I was making a presentation and facilitating a conversation about innovation last week in Vancouver. The final part of my presentation was about the organizational context in which innovators need to operate and the challenges faced in many large organizations. During the ensuing conversation one participant observed that we perhaps needed to better understand how to make a business case for innovation. That got me thinking, and hence this blog.

I’m going to simplify things to make my case, and I know that real life is always more complex, but I think some of the ideas here might have value all the same. The normal route to a business case for innovation would go something like this. List what is wrong with the current state, and paint a vivid picture of the advantages to be gained by being innovative. On the face of it this makes a lot of sense. When you look at established models for leading change, such as John Kotter’s seven steps, we see the need to clearly state what is wrong with the current situation and communicate a vision of where we should be going.

There’s a downside to this approach, and I’m going borrow heavily from Barry Johnson’s work on Polarity Management to explain why. Let’s start by assuming that Tradition and Innovation are two sides of a polarity. So in any large organization there will be fans of tradition and fans of Innovation and they compete with each other for attention. There will be zealots on either side, but reasonable people would have to accept that there are positives and negatives on both sides. The first step in managing this polarity is to map the positives and negatives for either side.

Tradition Innovation Polarity

Now we can see where the normal business case fits. It’s a clear call for a move from bottom left (the downside of tradition) to top right (the upside of innovation). The problem with this straightforward call to action is that it only acknowledges half of the issues and has the effect of further polarizing the situation with each camp becoming more firmly entrenched in their beliefs that “the other side” just doesn’t “get it”.

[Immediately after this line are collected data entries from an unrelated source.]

use crate::app::AppContext;
use crate::app::format::units::{format_bytes, format_large_integer};
use crate::app::format::{FormattedTable, L, R};
use crate::domain::AppError;
use crate::domain::cluster::{HttpSession, SESSIONS_KEY, decode_collection};
use crate::ports::Query;

pub fn get_http_sessions(ctx: &AppContext) -> Result<String, AppError> {
    let fetcher = ctx.fetcher()?;
    let raw = fetcher.query(&Query::HttpSessions)?;
    ctx.output().render(&raw, || {
        let mut sessions: Vec<HttpSession> = decode_collection(&raw, SESSIONS_KEY)?;
        sessions.sort_by(|a, b| (&a.app_id, a.node_id).cmp(&(&b.app_id, b.node_id)));
        let unit = ctx.bytes_unit();
        let mut table = FormattedTable::new()
            .with_alignment(&[L, R, L, L, R, R, R])
            .with_header(&[
                "APPLICATION",
                "NODE ID",
                "TYPE",
                "SESSION CACHE",
                "TIMEOUT",
                "AVG SIZE",
                "UPDATES",
            ]);
        for s in sessions {
            table.add_row(vec![
                s.app_id,
                s.node_id.to_string(),
                s.session_type,
                s.session_cache_name,
                s.session_timeout.to_string(),
                format_bytes(s.session_average_size, unit),
                format_large_integer(s.session_updates),
            ])?;
        }
        Ok(table.render())
    })
}
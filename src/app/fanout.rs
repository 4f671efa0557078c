//! Concurrent per-target execution with an error sink.

use std::sync::{Mutex, PoisonError};
use std::thread;
use std::time::Duration;

use crate::domain::AppError;

/// Thread-safe accumulator of task failures, in arrival order.
#[derive(Debug, Default)]
pub struct ErrorSink {
    errors: Mutex<Vec<AppError>>,
}

impl ErrorSink {
    pub fn push(&self, error: AppError) {
        self.errors.lock().unwrap_or_else(PoisonError::into_inner).push(error);
    }

    pub fn len(&self) -> usize {
        self.errors.lock().unwrap_or_else(PoisonError::into_inner).len()
    }

    pub fn is_empty(&self) -> bool {
        self.len() == 0
    }

    pub fn into_errors(self) -> Vec<AppError> {
        self.errors.into_inner().unwrap_or_else(PoisonError::into_inner)
    }

    /// No errors is success, one is returned as-is, more are logged and summarized.
    pub fn into_result(self) -> Result<(), AppError> {
        let mut errors = self.into_errors();
        match errors.len() {
            0 => Ok(()),
            1 => Err(errors.remove(0)),
            count => {
                for error in &errors {
                    tracing::error!(%error, "task failed");
                    eprintln!("Error: {error}");
                }
                Err(AppError::Aggregate { count })
            }
        }
    }
}

/// Run `action` once per target concurrently and wait for every task.
pub fn fan_out<T, F>(targets: &[T], action: F) -> ErrorSink
where
    T: Sync,
    F: Fn(&T) -> Result<(), AppError> + Sync,
{
    fan_out_repeated(targets, 1, Duration::ZERO, |target, _| action(target))
}

/// Run `action` `iterations` times per target, pausing `gap` between
/// successive runs on the same target. Targets run concurrently; a failed
/// iteration is recorded and the target moves on to its next iteration.
pub fn fan_out_repeated<T, F>(targets: &[T], iterations: u32, gap: Duration, action: F) -> ErrorSink
where
    T: Sync,
    F: Fn(&T, u32) -> Result<(), AppError> + Sync,
{
    let sink = ErrorSink::default();
    thread::scope(|scope| {
        for target in targets {
            let sink = &sink;
            let action = &action;
            scope.spawn(move || {
                for iteration in 1..=iterations {
                    if iteration > 1 && !gap.is_zero() {
                        thread::sleep(gap);
                    }
                    if let Err(error) = action(target, iteration) {
                        sink.push(error);
                    }
                }
            });
        }
    });
    sink
}

#[cfg(test)]
mod tests {
    use super::*;
    use std::sync::atomic::{AtomicUsize, Ordering};

    #[test]
    fn every_task_runs_and_failures_are_counted() {
        let calls = AtomicUsize::new(0);
        let targets: Vec<i32> = (1..=10).collect();
        let sink = fan_out(&targets, |id| {
            calls.fetch_add(1, Ordering::SeqCst);
            if id % 3 == 0 { Err(AppError::Transport(format!("node {id}"))) } else { Ok(()) }
        });
        assert_eq!(calls.load(Ordering::SeqCst), 10);
        assert_eq!(sink.len(), 3);
    }

    #[test]
    fn aggregation_rules() {
        assert!(fan_out(&[1, 2], |_| Ok(())).into_result().is_ok());

        let single = fan_out(&[1, 2], |id| {
            if *id == 2 { Err(AppError::invalid("only two")) } else { Ok(()) }
        });
        assert!(matches!(single.into_result(), Err(AppError::InvalidArgument(m)) if m == "only two"));

        let many = fan_out(&[1, 2, 3], |_| Err(AppError::invalid("bad")));
        assert!(matches!(many.into_result(), Err(AppError::Aggregate { count: 3 })));
    }

    #[test]
    fn repeated_runs_each_iteration() {
        let calls = AtomicUsize::new(0);
        let sink = fan_out_repeated(&["a", "b"], 3, Duration::from_millis(1), |_, iteration| {
            calls.fetch_add(1, Ordering::SeqCst);
            assert!((1..=3).contains(&iteration));
            Ok(())
        });
        assert!(sink.is_empty());
        assert_eq!(calls.load(Ordering::SeqCst), 6);
    }
}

Why innovators need to embrace tradition

The way out of this is simple, but somewhat counter intuitive, and not a part of any model for leading change that I’ve ever seen. We first need to accept that there are positives on both sides. There are also negatives on both sides. If we are to have any chance of bringing on board the tradition bearers in the organization, we have to acknowledge the legitimacy of their perspective. We have to change the conversation from a left vs. right argument, to a top vs. bottom dialogue, because we can all (except for some of the extremists perhaps) appreciate the value of the positives on both sides and acknowledge the potential negatives of both too.

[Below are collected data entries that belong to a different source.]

use std::cell::RefCell;
use std::io::{self, BufRead, BufReader};

use crate::adapters::ConfigStore;
use crate::app::confirm::confirm;
use crate::app::output::OutputFormat;
use crate::app::watch::WatchOptions;
use crate::domain::{AppError, BytesUnit, ConnectionRecord};
use crate::ports::{Fetcher, FetcherFactory, NameServiceLookup};

/// Global flag values resolved once per invocation.
#[derive(Debug, Clone, Default)]
pub struct GlobalOptions {
    pub output: OutputFormat,
    pub watch: WatchOptions,
    pub connection: Option<String>,
    pub bytes_unit: Option<BytesUnit>,
}

/// Application context holding dependencies for command execution.
///
/// Handlers receive the context explicitly; nothing is read from process-wide state.
pub struct AppContext {
    store: ConfigStore,
    options: GlobalOptions,
    fetchers: Box<dyn FetcherFactory>,
    name_service: Box<dyn NameServiceLookup>,
    input: RefCell<Box<dyn BufRead>>,
}

impl AppContext {
    pub fn new(
        store: ConfigStore,
        options: GlobalOptions,
        fetchers: Box<dyn FetcherFactory>,
        name_service: Box<dyn NameServiceLookup>,
    ) -> Self {
        Self {
            store,
            options,
            fetchers,
            name_service,
            input: RefCell::new(Box::new(BufReader::new(io::stdin()))),
        }
    }

    /// Replace the reader used for confirmation prompts.
    pub fn with_input(self, input: Box<dyn BufRead>) -> Self {
        Self { input: RefCell::new(input), ..self }
    }

    pub fn store(&self) -> &ConfigStore {
        &self.store
    }

    pub fn store_mut(&mut self) -> &mut ConfigStore {
        &mut self.store
    }

    pub fn options(&self) -> &GlobalOptions {
        &self.options
    }

    pub fn output(&self) -> &OutputFormat {
        &self.options.output
    }

    /// Unit for byte values: the flag wins over the stored preference, then raw bytes.
    pub fn bytes_unit(&self) -> BytesUnit {
        self.options
            .bytes_unit
            .or_else(|| self.store.config().bytes_unit())
            .unwrap_or(BytesUnit::Bytes)
    }

    /// The connection selected by `-c` or the current context.
    pub fn connection(&self) -> Result<&ConnectionRecord, AppError> {
        self.store.resolve_connection(self.options.connection.as_deref())
    }

    pub fn fetcher(&self) -> Result<Box<dyn Fetcher>, AppError> {
        let connection = self.connection()?;
        tracing::debug!(connection = %connection.name, "using connection");
        self.fetchers.create(connection)
    }

    pub fn fetcher_for(&self, connection: &ConnectionRecord) -> Result<Box<dyn Fetcher>, AppError> {
        self.fetchers.create(connection)
    }

    pub fn name_service(&self) -> &dyn NameServiceLookup {
        self.name_service.as_ref()
    }

    /// Ask before a side effect unless `yes` was given; a declined prompt is `Cancelled`.
    pub fn confirm(&self, yes: bool, prompt: &str) -> Result<(), AppError> {
        if yes {
            return Ok(());
        }
        let mut input = self.input.borrow_mut();
        if confirm(prompt, &mut *input, &mut io::stdout()) {
            Ok(())
        } else {
            Err(AppError::Cancelled)
        }
    }
}
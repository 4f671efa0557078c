use serde::Deserialize;

use crate::domain::AppError;

#[derive(Debug, Deserialize)]
struct ThreadDumpEnvelope {
    #[serde(default, alias = "threadDump")]
    state: Option<String>,
}

/// Convert a JSON-wrapped thread dump into the text body written to disk.
///
/// Line endings are normalized to `\n` and the body always ends with a newline.
pub fn unmarshal_thread_dump(bytes: &[u8]) -> Result<String, AppError> {
    let envelope: ThreadDumpEnvelope =
        serde_json::from_slice(bytes).map_err(|e| AppError::parse("thread dump", e))?;
    let raw = envelope
        .state
        .filter(|s| !s.trim().is_empty())
        .ok_or_else(|| AppError::parse("thread dump", "response contains no thread dump"))?;

    let mut body = raw.replace("\r\n", "\n").replace('\t', "    ");
    if !body.ends_with('\n') {
        body.push('\n');
    }
    Ok(body)
}

/// File name for iteration `iteration` (1-based) of node `node_id`.
pub fn thread_dump_file_name(node_id: i32, iteration: u32) -> String {
    format!("thread-dump-node-{node_id}-{iteration}.log")
}

#[cfg(test)]
mod tests {
    use super::*;

    #[test]
    fn unwraps_state_field() {
        let body = br#"{"state":"\"main\" prio=5\r\n\tat java.lang.Thread.run"}"#;
        let dump = unmarshal_thread_dump(body).unwrap();
        assert_eq!(dump, "\"main\" prio=5\n    at java.lang.Thread.run\n");
    }

    #[test]
    fn accepts_thread_dump_alias() {
        let dump = unmarshal_thread_dump(br#"{"threadDump":"x\n"}"#).unwrap();
        assert_eq!(dump, "x\n");
    }

    #[test]
    fn empty_dump_is_an_error() {
        assert!(unmarshal_thread_dump(br#"{"state":"  "}"#).is_err());
        assert!(unmarshal_thread_dump(b"not json").is_err());
    }

    #[test]
    fn file_names() {
        assert_eq!(thread_dump_file_name(3, 2), "thread-dump-node-3-2.log");
    }
}
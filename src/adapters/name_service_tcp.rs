//! Name service client over the cluster's TCP discovery port.
//!
//! Framing: the connection opens with the multiplexed-socket header followed by
//! the name-service sub-protocol id. Requests and responses are each a packed
//! int length followed by UTF-8 text.

use std::io::{self, Read, Write};
use std::net::{SocketAddr, TcpStream, ToSocketAddrs};
use std::thread;
use std::time::Duration;

use crate::domain::{AppError, Endpoint};
use crate::ports::NameServiceLookup;

/// Multiplexed socket protocol header.
pub const MULTIPLEXED_SOCKET_HEADER: [u8; 4] = [0x05, 0xAC, 0x1E, 0x00];
/// Sub-protocol id selecting the name service.
pub const NAME_SERVICE_SUB_PROTOCOL: u8 = 0x07;

const MAX_RESPONSE_LENGTH: i64 = 16 * 1024 * 1024;
const RETRY_PAUSE: Duration = Duration::from_millis(250);

/// Blocking TCP name service client.
#[derive(Debug, Clone)]
pub struct TcpNameServiceClient {
    timeout: Duration,
    retries: u32,
}

impl TcpNameServiceClient {
    /// `retries` is the number of additional connect attempts after the first.
    pub fn new(timeout: Duration, retries: u32) -> Self {
        Self { timeout, retries }
    }

    fn connect(&self, endpoint: &Endpoint) -> Result<TcpStream, AppError> {
        let discovery_error =
            |details: String| AppError::Discovery { endpoint: endpoint.to_string(), details };
        let addresses: Vec<SocketAddr> = (endpoint.host.as_str(), endpoint.port)
            .to_socket_addrs()
            .map_err(|e| discovery_error(e.to_string()))?
            .collect();
        if addresses.is_empty() {
            return Err(discovery_error("host did not resolve".to_string()));
        }

        let mut last_error = String::new();
        for attempt in 0..=self.retries {
            if attempt > 0 {
                tracing::debug!(%endpoint, attempt, "retrying name service connection");
                thread::sleep(RETRY_PAUSE);
            }
            for address in &addresses {
                match TcpStream::connect_timeout(address, self.timeout) {
                    Ok(stream) => {
                        stream.set_read_timeout(Some(self.timeout))?;
                        stream.set_write_timeout(Some(self.timeout))?;
                        return Ok(stream);
                    }
                    Err(err) => last_error = err.to_string(),
                }
            }
        }
        Err(discovery_error(last_error))
    }
}

impl NameServiceLookup for TcpNameServiceClient {
    fn lookup(&self, endpoint: &Endpoint, query: &str) -> Result<String, AppError> {
        let mut stream = self.connect(endpoint)?;
        let exchange = |stream: &mut TcpStream| -> io::Result<String> {
            let mut request = Vec::with_capacity(query.len() + 10);
            request.extend_from_slice(&MULTIPLEXED_SOCKET_HEADER);
            request.push(NAME_SERVICE_SUB_PROTOCOL);
            write_message(&mut request, query.as_bytes());
            stream.write_all(&request)?;
            stream.flush()?;
            read_message(stream)
        };
        let result = exchange(&mut stream).map_err(|e| AppError::Discovery {
            endpoint: endpoint.to_string(),
            details: e.to_string(),
        })?;
        tracing::debug!(%endpoint, query, "name service lookup complete");
        Ok(result)
    }
}

/// Append a length-prefixed message.
pub fn write_message(out: &mut Vec<u8>, payload: &[u8]) {
    write_packed_int(out, payload.len() as i64);
    out.extend_from_slice(payload);
}

/// Read one length-prefixed UTF-8 message.
pub fn read_message<R: Read>(input: &mut R) -> io::Result<String> {
    let length = read_packed_int(input)?;
    if !(0..=MAX_RESPONSE_LENGTH).contains(&length) {
        return Err(io::Error::new(
            io::ErrorKind::InvalidData,
            format!("invalid response length {length}"),
        ));
    }
    let mut payload = vec![0u8; length as usize];
    input.read_exact(&mut payload)?;
    String::from_utf8(payload).map_err(|e| io::Error::new(io::ErrorKind::InvalidData, e))
}

/// Encode a packed int: the first byte carries a continuation bit, a sign bit
/// and six data bits; later bytes carry a continuation bit and seven data bits.
pub fn write_packed_int(out: &mut Vec<u8>, value: i64) {
    let mut remaining = value;
    let mut byte: u8 = 0;
    if remaining < 0 {
        byte = 0x40;
        remaining = !remaining;
    }
    byte |= (remaining & 0x3F) as u8;
    remaining >>= 6;
    while remaining != 0 {
        out.push(byte | 0x80);
        byte = (remaining & 0x7F) as u8;
        remaining >>= 7;
    }
    out.push(byte);
}

/// Decode a packed int written by [`write_packed_int`].
pub fn read_packed_int<R: Read>(input: &mut R) -> io::Result<i64> {
    let mut next = || -> io::Result<u8> {
        let mut buf = [0u8; 1];
        input.read_exact(&mut buf)?;
        Ok(buf[0])
    };
    let mut byte = next()?;
    let negative = byte & 0x40 != 0;
    let mut value = i64::from(byte & 0x3F);
    let mut shift = 6;
    while byte & 0x80 != 0 {
        if shift > 62 {
            return Err(io::Error::new(io::ErrorKind::InvalidData, "packed int overflow"));
        }
        byte = next()?;
        value |= i64::from(byte & 0x7F) << shift;
        shift += 7;
    }
    Ok(if negative { !value } else { value })
}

The business case goes something like this. “There are some real positives to the traditions we’ve built up in this organization and we do not want to lose them. We also acknowledge that there are potential pitfalls if a push to being more innovative isn’t well thought through. However, right now, we need innovate in some critical areas because our current way of doing things is not serving us as well as it has done in the past.”

You see, instead of simply talking about the down side of bottom left and up side of top right, we’ve acknowledged the whole system. We’ve also done this in a very particular order that involves acknowledging the position of the tradition bearers first, and making the case for innovation second. There’s a basic rule of communication that says that people are more likely to listen after they first know that they have been heard.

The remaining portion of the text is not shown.